14. The system of claim 13, wherein execution of the instructions further causes the plurality of processing units to:

subsequent to migrating the allocated memory resource to the memory pool:

receiving, via the CXL, a confirmation message page or cache line from the controller of the memory pool confirming a completion of the migration of the allocated memory resource; and

broadcasting a notification message page or cache line, via the CXL, notifying subsequent multi-CPU-socket chassis of the presence of the allocated memory resource in the memory pool.

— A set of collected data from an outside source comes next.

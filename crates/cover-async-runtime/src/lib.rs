use std::path::PathBuf;
use std::sync::Arc;

use tokio::sync::mpsc;

mod handlers;
mod worker;

pub use worker::worker_task;

// Re-export types from the engine crate
pub use cover_engine::{
    BleedStatus, BookSpecification, CoverEngine, CoverUploads, DeviceClass, Orientation,
    PanelKind, RequestToken,
};

/// Commands sent from the host to the worker
#[derive(Debug)]
pub enum CoverCommand {
    Preview {
        token: RequestToken,
        spec: BookSpecification,
        uploads: CoverUploads,
        device: DeviceClass,
    },
    Export {
        token: RequestToken,
        spec: BookSpecification,
        uploads: CoverUploads,
        device: DeviceClass,
        output_path: PathBuf,
    },
    CheckBleed {
        token: RequestToken,
        spec: BookSpecification,
        uploads: CoverUploads,
        device: DeviceClass,
    },
    Close,
}

/// Updates sent from the worker to the host
#[derive(Debug, Clone)]
pub enum CoverUpdate {
    PreviewRendered {
        token: RequestToken,
        width: u32,
        height: u32,
        rgba_data: Vec<u8>,
        /// One message per panel whose upload could not be used
        failures: Vec<String>,
    },
    Exported {
        token: RequestToken,
        path: PathBuf,
        width_mm: f64,
        height_mm: f64,
        orientation: Orientation,
    },
    BleedChecked {
        token: RequestToken,
        status: BleedStatus,
    },
    /// A newer request replaced this one before it finished
    Superseded {
        token: RequestToken,
    },
    /// The request failed; `token` identifies which one
    Error {
        token: RequestToken,
        message: String,
    },
    Closed,
}

/// Sending side of a running worker.
///
/// Each request takes its token at send time, so anything still queued or
/// in flight is stale the moment a newer request is issued.
#[derive(Clone)]
pub struct CoverClient {
    engine: Arc<CoverEngine>,
    command_tx: mpsc::UnboundedSender<CoverCommand>,
}

impl CoverClient {
    pub fn new(engine: Arc<CoverEngine>, command_tx: mpsc::UnboundedSender<CoverCommand>) -> Self {
        Self { engine, command_tx }
    }

    pub fn engine(&self) -> &Arc<CoverEngine> {
        &self.engine
    }

    pub fn preview(
        &self,
        spec: BookSpecification,
        uploads: CoverUploads,
        device: DeviceClass,
    ) -> RequestToken {
        let token = self.engine.begin_request();
        self.send(CoverCommand::Preview {
            token,
            spec,
            uploads,
            device,
        });
        token
    }

    pub fn export(
        &self,
        spec: BookSpecification,
        uploads: CoverUploads,
        device: DeviceClass,
        output_path: PathBuf,
    ) -> RequestToken {
        let token = self.engine.begin_request();
        self.send(CoverCommand::Export {
            token,
            spec,
            uploads,
            device,
            output_path,
        });
        token
    }

    pub fn check_bleed(
        &self,
        spec: BookSpecification,
        uploads: CoverUploads,
        device: DeviceClass,
    ) -> RequestToken {
        let token = self.engine.begin_request();
        self.send(CoverCommand::CheckBleed {
            token,
            spec,
            uploads,
            device,
        });
        token
    }

    /// Tear down; work in flight is abandoned when it completes
    pub fn close(&self) {
        self.engine.close();
        self.send(CoverCommand::Close);
    }

    fn send(&self, cmd: CoverCommand) {
        if self.command_tx.send(cmd).is_err() {
            log::warn!("Cover worker has stopped; command dropped");
        }
    }
}

/// Start a worker on the current runtime
pub fn spawn_worker(
    engine: Arc<CoverEngine>,
) -> (CoverClient, mpsc::UnboundedReceiver<CoverUpdate>) {
    let (command_tx, command_rx) = mpsc::unbounded_channel();
    let (update_tx, update_rx) = mpsc::unbounded_channel();

    tokio::spawn(worker_task(engine.clone(), command_rx, update_tx));

    (CoverClient::new(engine, command_tx), update_rx)
}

15. The system of claim 3, wherein the respective plurality of sockets of each of the one or more multi-CPU-socket chassis includes 2 to 64 sockets.

16. The system of claim 1, wherein the migration is handled by an operating system associated with the plurality of processing units, including the first processing unit.

17. The system of claim 16, wherein the migrated allocated memory resource is maintained by the operating system and owned by the plurality of processing units.

18. The system of claim 1, wherein the allocation of the memory resource occurs on the memory pool, wherein the allocated memory resource on the memory pool is directly accessible by the plurality of processing units without an access request being presented to the first processing unit.

19. A method comprising:

providing a memory pool configured with memory resources and service read and write requests to the memory resources, wherein the memory pool is accessible by a plurality of multi-CPU-socket chassis, including a first multi-CPU-socket chassis comprising (i) a plurality of processing units connected to a plurality of sockets, including a first processing unit and (ii) a plurality of local memories, including a first local memory;

allocating a memory resource from the first local memory for a computing process, wherein the allocated memory resource is accessible by each of the plurality of processing units of the first multi-CPU-socket chassis;

tracking accesses to the allocated memory resource by the plurality of processing units; and

migrating the allocated memory resource to the memory pool based on a number of tracked accesses, wherein the migrated allocated memory resource in the memory pool is directly accessible by the plurality of processing units without an access request being presented to the first processing unit.

20. The method of claim 19, wherein each of the plurality of sockets is connected to the memory pool via a Compute Express Link (CXL).

21. A method comprising:

providing a memory pool configured with memory resources and service read and write requests to the memory resources, wherein the memory pool is accessible by a plurality of multi-CPU-socket chassis, including a first multi-CPU-socket chassis comprising (i) a plurality of processing units connected to a plurality of sockets, including a first processing unit and (ii) a plurality of local memories, including a first local memory;

allocating a memory resource from the first local memory for a computing process; and

writing to the allocated memory resource of the memory pool based on the computing process, wherein the allocated memory resource in the memory pool is directly and natively accessible by the plurality of processing units without an access request being presented to one of the processing units.